To add to previous answers, you also need to have a convenient syntax for calling permutefun
, but the current template parameters
template <typename T, unsigned Size, typename... SeqTis>
are not convenient because you'd have to call
permutefun <int, 3, T1, T2, T0>(ar);
A solution is to deduce arguments in two steps:
#include <array>
template <typename... Ts> struct Sequence {};
template <typename... SeqTis, typename T, unsigned long Size>
constexpr std::array<T, Size>
permutefun(Sequence<SeqTis...>, const std::array<T, Size> ar) {
return { (ar[SeqTis::value])... };
}
template <typename Seq, typename T, unsigned long Size>
constexpr std::array<T, Size>
permutefun(const std::array<T, Size> ar) {
return permutefun(Seq(), ar);
}
int main ()
{
using T0 = std::integral_constant<int, 0>;
using T1 = std::integral_constant<int, 1>;
using T2 = std::integral_constant<int, 2>;
using Perm120 = Sequence<T1, T2, T0>;
using arr3 = std::array <int, 3>;
constexpr arr3 ar = {5,7,2};
constexpr arr3 arPerm = permutefun <Perm120>(ar);
}
Now arguments T, Size
appear last so are automatically deduced by the input array. Argument Seq
comes first, but to deduce its "unpacked" parameters SeqTis...

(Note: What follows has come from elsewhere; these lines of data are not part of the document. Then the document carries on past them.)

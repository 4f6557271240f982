//! Non-blocking line assembly over a byte stream.
use embedded_io::{Read, ReadReady};
use heapless::{String, Vec};

#[derive(Debug, Clone, Copy, PartialEq, Eq)]
pub enum LineError<E> {
    /// The underlying reader failed.
    Read(E),
    /// The line did not fit the buffer; it was dropped up to its newline.
    Overflow,
    /// The line was not valid UTF-8; it was dropped.
    InvalidUtf8,
}

/// Collects bytes into lines of at most `N` bytes.
///
/// A partial line is kept across calls to [`LineReader::poll`], and a call
/// never returns more than one line, so lines are consumed in arrival order.
#[derive(Debug, Default)]
pub struct LineReader<const N: usize> {
    buf: Vec<u8, N>,
    overflowed: bool,
}

impl<const N: usize> LineReader<N> {
    pub const fn new() -> Self {
        Self {
            buf: Vec::new(),
            overflowed: false,
        }
    }

    /// Drains the bytes `reader` reports as ready, stopping at the first newline.
    ///
    /// Returns `Ok(None)` when no complete line is available yet. Never blocks
    /// as long as the reader honors its own `read_ready`.
    pub fn poll<R>(&mut self, reader: &mut R) -> Result<Option<String<N>>, LineError<R::Error>>
    where
        R: Read + ReadReady,
    {
        let mut byte = [0u8; 1];

        while reader.read_ready().map_err(LineError::Read)? {
            if reader.read(&mut byte).map_err(LineError::Read)? == 0 {
                break;
            }
            if byte[0] == b'\n' {
                return self.finish_line();
            }
            if !self.overflowed && self.buf.push(byte[0]).is_err() {
                self.overflowed = true;
            }
        }
        Ok(None)
    }

    /// Bytes of the partial line waiting for its newline.
    pub fn pending(&self) -> usize {
        self.buf.len()
    }

    fn finish_line<E>(&mut self) -> Result<Option<String<N>>, LineError<E>> {
        let bytes = core::mem::take(&mut self.buf);
        if core::mem::replace(&mut self.overflowed, false) {
            return Err(LineError::Overflow);
        }
        String::from_utf8(bytes)
            .map(Some)
            .map_err(|_| LineError::InvalidUtf8)
    }
}
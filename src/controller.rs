//! Actuator side poll loop.
//!
//! Each tick drains the serial input without blocking. When a full line is
//! available it is parsed and applied to the servos (Dispatch), otherwise the
//! tick does nothing (Idle). The caller sleeps [`POLL_INTERVAL_MS`] between
//! ticks.
//!
//! [`POLL_INTERVAL_MS`]: crate::config::POLL_INTERVAL_MS
use embedded_hal::pwm::SetDutyCycle;
use embedded_io::{Read, ReadReady};
use log::{error, warn};

use crate::config::{LINE_CAPACITY, SERVO_COUNT};
use crate::protocol::{LineError, LineReader, ParseCommandError, PoseCommand};
use crate::robot::Servo;

const STAMP: &str = "[POLL_TASK]";

/// Result of one poll tick.
#[derive(Debug, Clone, Copy, PartialEq, Eq)]
pub enum Tick {
    /// No complete line was pending.
    Idle,
    /// A command was applied; `updated` channels accepted their new angle.
    Dispatched { updated: usize },
    /// A line arrived but was rejected. Servo positions are unchanged.
    Skipped,
}

pub struct Controller<R, PWM, const N: usize = LINE_CAPACITY> {
    reader: R,
    lines: LineReader<N>,
    servos: [Servo<PWM>; SERVO_COUNT],
}

impl<R, PWM, const N: usize> Controller<R, PWM, N>
where
    R: Read + ReadReady,
    PWM: SetDutyCycle,
{
    /// `servos[i]` receives the `i`-th angle of every command.
    pub fn new(reader: R, servos: [Servo<PWM>; SERVO_COUNT]) -> Self {
        for (i, servo) in servos.iter().enumerate() {
            if servo.channel().index() != i {
                warn!("{STAMP} channel {} wired at position {i}", servo.channel());
            }
        }
        Self {
            reader,
            lines: LineReader::new(),
            servos,
        }
    }

    /// Runs one tick of the loop.
    pub fn poll(&mut self) -> Tick {
        let line = match self.lines.poll(&mut self.reader) {
            Ok(Some(line)) => line,
            Ok(None) => return Tick::Idle,
            Err(LineError::Read(e)) => {
                error!("{STAMP} serial read failed: {:?}", e);
                return Tick::Skipped;
            }
            Err(LineError::Overflow) => {
                warn!("{STAMP} dropped a line longer than {N} bytes");
                return Tick::Skipped;
            }
            Err(LineError::InvalidUtf8) => {
                warn!("{STAMP} dropped a line that is not utf-8");
                return Tick::Skipped;
            }
        };

        match PoseCommand::try_from(line.as_str()) {
            Ok(command) => Tick::Dispatched {
                updated: self.apply(&command),
            },
            Err(ParseCommandError::Empty) => Tick::Idle,
            Err(e) => {
                warn!("{STAMP} ignoring command {:?}: {}", line.as_str(), e);
                Tick::Skipped
            }
        }
    }

    /// Writes each angle of `command` to its channel, in order.
    ///
    /// A channel whose PWM write fails is skipped; the others are still
    /// written. Returns the number of channels updated.
    pub fn apply(&mut self, command: &PoseCommand) -> usize {
        let mut updated = 0;
        for (servo, angle) in self.servos.iter_mut().zip(command.angles()) {
            if servo.set_angle(*angle).is_ok() {
                updated += 1;
            }
        }
        updated
    }

    /// Angle last written to each channel.
    pub fn angles(&self) -> [Option<i32>; SERVO_COUNT] {
        core::array::from_fn(|i| self.servos[i].angle())
    }

    pub fn servos(&self) -> &[Servo<PWM>; SERVO_COUNT] {
        &self.servos
    }

    pub fn reader_mut(&mut self) -> &mut R {
        &mut self.reader
    }
}
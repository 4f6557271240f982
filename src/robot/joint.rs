//! Joint enumeration and display helpers.
//!
//! Each leg carries a knee and a hip servo; the discriminant is the joint's
//! offset inside the leg's pair of channels.
use core::fmt::Display;

use crate::config::JOINTS_PER_LEG;

#[derive(Debug, Clone, Copy, PartialEq, Eq)]
pub enum Joint {
    Knee = 0,
    Hip = 1,
}

impl Joint {
    pub const ALL: [Joint; JOINTS_PER_LEG] = [Joint::Knee, Joint::Hip];
}

impl Display for Joint {
    fn fmt(&self, f: &mut core::fmt::Formatter<'_>) -> core::fmt::Result {
        match self {
            Joint::Knee => f.write_str("knee"),
            Joint::Hip => f.write_str("hip"),
        }
    }
}

#[derive(Debug, PartialEq, Eq)]
pub struct UnknownJoint;

impl TryFrom<&str> for Joint {
    type Error = UnknownJoint;

    fn try_from(value: &str) -> Result<Self, Self::Error> {
        match value.trim() {
            "knee" | "k" => Ok(Joint::Knee),
            "hip" | "h" => Ok(Joint::Hip),
            _ => Err(UnknownJoint),
        }
    }
}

you need a call to a second overload of permutefun
. This allows the convenient syntax
permutefun <Perm120>(ar);
The 2nd overload may be useful by itself, because it allows the alternative syntax
Perm120 perm;
permutefun(perm, ar);
Also note that std::array::operator[]
is constexpr
only in C++14. For instance, this does not compile with Clang 3.3 and -std=c++11
.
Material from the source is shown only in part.